"F(l)ammes", texte et mise en scène d’Ahmed Madani
Elles sont dix sur scène. Dix jeunes femmes, comédiennes amateurs, fraîches, pétillantes, revigorantes, toutes issues des quartiers sensibles. Garges-les-Gonesse, Montreuil, Mantes-la-Jolie, Boulogne-Billancourt (oui, la cité du « Pont de Sèvres »)…
Plus exactement, ce sont les histoires personnelles dont elles témoignent qui sont revigorantes, et pleines d’espoir et de joie. Et ce, malgré les douleurs, les souvenirs meurtris qui hantent parfois leurs mémoires d’enfant ou d’adolescente.
De la difficulté d’être
Le décor est minimal, dix chaises, que Maurine, Laurène, Dana et leurs copines de scène quittent à tour de rôle pour venir raconter un fragment de leur histoire au micro placé face au public. Les textes, tous écrits (très bien) à partir de leurs propres récits, sont des tranches de vie, des anecdotes qui expriment leurs difficultés d’être. Des difficultés qui déchirent, qui divisent le corps et l’esprit en deux, qui forcent à composer, à négocier avec le regard des siens et le jugement des autres.
Le racisme ordinaire et le carcan communautaire. Le poids des traditions familiales et le cloisonnement social. L’indifférence sinon le rejet des uns et la différence refusée par les siens. Autrement dit des difficultés à s’émanciper, à trouver sa place d’une part dans la société française, à faire corps avec elle, à lui appartenir et s’y intégrer pleinement, et devenir femme d’autre part dans un milieu d’origine qui en bafoue parfois l’existence jusqu’à l’essence (oh, qu’il est poignant le récit de l’excision d’Haby à l’âge de quatre ans et demi).
Gravité et humour
Mais, ces femmes qui résistent (très beau graphisme de l’affiche du spectacle qui en rend parfaitement compte), ces « Afropéennes » qui doivent lutter y compris contre elles-mêmes, contre leurs propres familles, et contre l’ostracisme dont elles sont victimes, quand elles sont voilées (difficile parfois de ne pas l’être, hélas), parce qu’elle sont arabes ou noires, n’affichent aucune morosité. Bien au contraire.

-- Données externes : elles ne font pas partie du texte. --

//! In-process reference implementation of the event store.
//!
//! No persistence: per-entity event vectors behind a mutex, a content-hash
//! set for idempotent append, and a broadcast bus for live fan-out. The
//! mutex serializes appends, which is what gives subscribers a single
//! consistent per-entity delivery order.
//!
//! Intended for tests and single-node use; the durable backend lives in
//! `chronoforge-store-postgres` and satisfies the same contract.

use std::collections::{BTreeMap, HashSet};
use std::sync::{Mutex, MutexGuard, PoisonError};

use async_trait::async_trait;
use chronoforge_core::{TemporalEvent, TemporalId};
use tokio::sync::broadcast;

use crate::error::StoreError;
use crate::hash::content_hash;
use crate::store::{EventStore, SearchQuery};

/// Capacity of the broadcast channel for accepted events.
///
/// If a subscriber falls behind by more than this many events it will
/// receive a [`broadcast::error::RecvError::Lagged`] and skip to the
/// newest event. Producers never block on slow subscribers.
const DEFAULT_BROADCAST_CAPACITY: usize = 256;

/// Mutable store state guarded by one mutex.
struct Inner {
    /// Events per entity, in acceptance order.
    by_entity: BTreeMap<TemporalId, Vec<TemporalEvent>>,
    /// Content hashes of every accepted event.
    seen: HashSet<[u8; 32]>,
}

/// In-memory reference backend.
pub struct InMemoryEventStore {
    inner: Mutex<Inner>,
    bus: broadcast::Sender<TemporalEvent>,
}

impl InMemoryEventStore {
    /// Create a store with the default subscriber buffer capacity.
    pub fn new() -> Self {
        Self::with_capacity(DEFAULT_BROADCAST_CAPACITY)
    }

    /// Create a store with an explicit subscriber buffer capacity.
    ///
    /// Smaller capacities surface the lag policy sooner; useful in tests.
    pub fn with_capacity(capacity: usize) -> Self {
        let (bus, _) = broadcast::channel(capacity);
        Self {
            inner: Mutex::new(Inner {
                by_entity: BTreeMap::new(),
                seen: HashSet::new(),
            }),
            bus,
        }
    }

    /// Lock the store state, recovering from a poisoned lock.
    fn lock(&self) -> MutexGuard<'_, Inner> {
        self.inner.lock().unwrap_or_else(PoisonError::into_inner)
    }
}

impl Default for InMemoryEventStore {
    fn default() -> Self {
        Self::new()
    }
}

#[async_trait]
impl EventStore for InMemoryEventStore {
    async fn append(&self, events: Vec<TemporalEvent>) -> Result<(), StoreError> {
        if events.is_empty() {
            return Ok(());
        }

        // One lock for the whole call: concurrent appends serialize here,
        // and in-call order is preserved on the bus.
        let mut inner = self.lock();
        for event in events {
            let hash = content_hash(&event);
            if !inner.seen.insert(hash) {
                tracing::debug!(entity = %event.entity_id, "Duplicate append absorbed");
                continue;
            }
            inner
                .by_entity
                .entry(event.entity_id)
                .or_default()
                .push(event.clone());
            // send errors only when no subscriber is connected, which is
            // not a failure of the append.
            let _ = self.bus.send(event);
        }
        Ok(())
    }

    async fn read(&self, entity_id: TemporalId) -> Result<Vec<TemporalEvent>, StoreError> {
        let inner = self.lock();
        let mut events = inner
            .by_entity
            .get(&entity_id)
            .cloned()
            .unwrap_or_default();
        events.sort_by_key(|e| e.observed_at);
        Ok(events)
    }

    async fn search(&self, query: &SearchQuery) -> Result<Vec<TemporalEvent>, StoreError> {
        let inner = self.lock();
        let mut events: Vec<TemporalEvent> = inner
            .by_entity
            .values()
            .flatten()
            .filter(|e| query.matches(e))
            .cloned()
            .collect();
        events.sort_by_key(|e| e.observed_at);
        if let Some(limit) = query.effective_limit() {
            events.truncate(limit);
        }
        Ok(events)
    }

    fn subscribe(&self) -> broadcast::Receiver<TemporalEvent> {
        self.bus.subscribe()
    }
}
//! ChronoForge server binary.
//!
//! This is the main entry point that wires together the event store
//! backend, the document projector, and the HTTP API. It loads
//! configuration, initializes all subsystems, and serves until terminated.
//!
//! # Startup Sequence
//!
//! 1. Load configuration from `chronoforge-config.yaml` (or the path in
//!    `CHRONOFORGE_CONFIG`); a missing file yields the defaults
//! 2. Initialize structured logging (tracing)
//! 3. Resolve the process's ambient determinism context
//! 4. Select and prepare the event store backend (memory or `PostgreSQL`)
//! 5. Spawn the projector task on the store's subscription feed
//! 6. Run the API server

mod error;

use std::path::Path;
use std::sync::Arc;

use chronoforge_api::{AppState, ServerConfig};
use chronoforge_core::{ChronoforgeConfig, Determinism, StoreBackend};
use chronoforge_store::Projector;
use chronoforge_store_postgres::{
    PostgresConfig, PostgresEventStore, PostgresPool, PostgresSnapshotStore,
};
use tracing::info;
use tracing_subscriber::EnvFilter;

use crate::error::ServerInitError;

/// Environment variable naming an alternate configuration file path.
const CONFIG_PATH_ENV_VAR: &str = "CHRONOFORGE_CONFIG";

/// Default configuration file path, relative to the working directory.
const DEFAULT_CONFIG_PATH: &str = "chronoforge-config.yaml";

/// Application entry point for the ChronoForge server.
///
/// # Errors
///
/// Returns an error if any initialization step or the server itself fails.
#[tokio::main]
async fn main() -> Result<(), Box<dyn std::error::Error>> {
    // 1. Load configuration.
    let config = load_config()?;

    // 2. Initialize structured logging. RUST_LOG wins over the config level.
    tracing_subscriber::fmt()
        .with_env_filter(
            EnvFilter::try_from_default_env()
                .unwrap_or_else(|_| EnvFilter::new(config.logging.level.clone())),
        )
        .with_target(true)
        .init();

    info!("chronoforge-server starting");
    info!(
        host = config.service.host,
        port = config.service.port,
        backend = ?config.store.backend,
        "Configuration loaded"
    );

    // 3. Resolve the ambient determinism context (wall clock; requests may
    //    scope their own seeded context).
    let determinism = if config.node.name.trim().is_empty() {
        Determinism::wall()
    } else {
        Determinism::wall_on(&config.node.name)
    };
    info!(node = determinism.node(), "Logical node resolved");

    // 4. Select and prepare the store backend.
    let state = match config.store.backend {
        StoreBackend::Memory => {
            info!("Using in-memory event store (no persistence)");
            Arc::new(AppState::in_memory(determinism))
        }
        StoreBackend::Postgres => {
            let pg_config = PostgresConfig::new(&config.store.postgres_url)
                .with_max_connections(config.store.max_connections);
            let pool = PostgresPool::connect(&pg_config)
                .await
                .map_err(ServerInitError::from)?;
            pool.run_migrations().await.map_err(ServerInitError::from)?;
            info!("Using PostgreSQL event store");
            Arc::new(AppState::new(
                Arc::new(PostgresEventStore::new(&pool)),
                Arc::new(PostgresSnapshotStore::new(&pool)),
                determinism,
            ))
        }
    };

    // 5. Spawn the projector on the store's live feed.
    let projector = Projector::new(Arc::clone(&state.snapshots));
    tokio::spawn(projector.run(state.subscribe()));
    info!("Projector subscribed to the event feed");

    // 6. Run the API server until terminated.
    let server_config = ServerConfig {
        host: config.service.host.clone(),
        port: config.service.port,
    };
    chronoforge_api::start_server(&server_config, state).await?;

    Ok(())
}

/// Load configuration from disk, falling back to defaults (plus environment
/// overrides) when no config file exists.
fn load_config() -> Result<ChronoforgeConfig, ServerInitError> {
    let path =
        std::env::var(CONFIG_PATH_ENV_VAR).unwrap_or_else(|_| DEFAULT_CONFIG_PATH.to_owned());
    let path = Path::new(&path);

    if path.exists() {
        Ok(ChronoforgeConfig::from_file(path)?)
    } else {
        let mut config = ChronoforgeConfig::default();
        config.apply_env_overrides();
        Ok(config)
    }
}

Elles se posent de graves questions sur leur éducation, leur identité, sur l’espace qu’elles désirent occuper auprès des hommes et dans une France qu’elles aiment pour ce qu’elle leur offre de meilleur – des droits et des valeurs républicaines. Les réponses qu’elles apportent sont drôles, hardies et littéralement percutantes (le fameux coup de karaté lancé à la glotte des importuns et des violeurs).
Question d’intégrité
Ces textes sont le fruit de deux années de stage dirigées par le metteur en scène Ahmed Madani. Ils parlent également, et toujours avec humour, du mythe d’Ulysse, retourné comme un gant par Anissa la musulmane qui fait de son époux une sorte de Pénélope ménagère, et d’À la recherche du temps perdu que l’amoureux de Ludivine (évidemment éconduit) confond avec Les Aventuriers de l’arche perdue.
Ludivine encore, qui se souvient du jour où son enseignant de français (le regretté Laurent Danchin avec qui l’auteur de ces lignes partagea un temps la salle des professeurs) lui fit leçon, à l’appui d’un extrait de Race et histoire de Claude Lévi-Strauss, de ne jamais renier ses origines.

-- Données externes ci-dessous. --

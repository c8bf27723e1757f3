//! Durable `PostgreSQL` backend for the ChronoForge event store.
//!
//! Satisfies the same contract as the in-memory reference backend:
//! idempotent content-addressed append (enforced by a unique hash column),
//! per-entity ascending reads, AND-combinable search, and live fan-out of
//! accepted events.
//!
//! # Modules
//!
//! - [`pool`] -- connection pool, configuration, migrations
//! - [`event_store`] -- the append-only `cf_event` log
//! - [`snapshot_store`] -- the `cf_doc_snapshot` repository
//! - [`error`] -- data-layer error types

pub mod error;
pub mod event_store;
pub mod pool;
pub mod snapshot_store;

// Re-export primary types for convenience.
pub use error::DbError;
pub use event_store::{EventRow, PostgresEventStore};
pub use pool::{PostgresConfig, PostgresPool};
pub use snapshot_store::{PostgresSnapshotStore, SnapshotRow};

De son côté, Anissa s’amuse de ses rêves de prince charmant, tandis qu’Inès questionne avec malice sa place « chèrement payée » dans une équipe de basket de Vincennes. Toutes encore s’arrachent les cheveux au sujet de leurs coiffures lisses, crépues, frisées ou postiches… On rit, mais la querelle soulève de sérieuses questions de ressemblance, d’appartenance et d’identité.
Éloge de la tolérance
Deuxième volet d’un triptyque entamé par Illumination(s), qui en constitue le versant masculin, F(l)ammes est un spectacle éminemment vivant. Les vidéos, projetées sur le mur du fond, offrent un contrepoint poétique au jeu de scène politique qui, loin de se réduire à une suite de monologues, est aussi chant, mime, et danse. Transe exutoire du corps joyeux de ces dix f(l)ammes qui brillent fièrement, et qui exaltent leurs différences et exultent du plaisir de leur liberté âprement conquise.
F(l)ammes renouvelle le regard porté sur les problèmes de banlieue, de racisme et d’exclusion – a fortiori féminine. Il s’avère enfin et surtout une formidable leçon d’ouverture, d’écoute et de tolérance à laquelle seront confrontés avec profit les esprits (parfois corsetés) de nos élèves de collèges et de lycées, sans exclusive d’origine et toutes disciplines confondues.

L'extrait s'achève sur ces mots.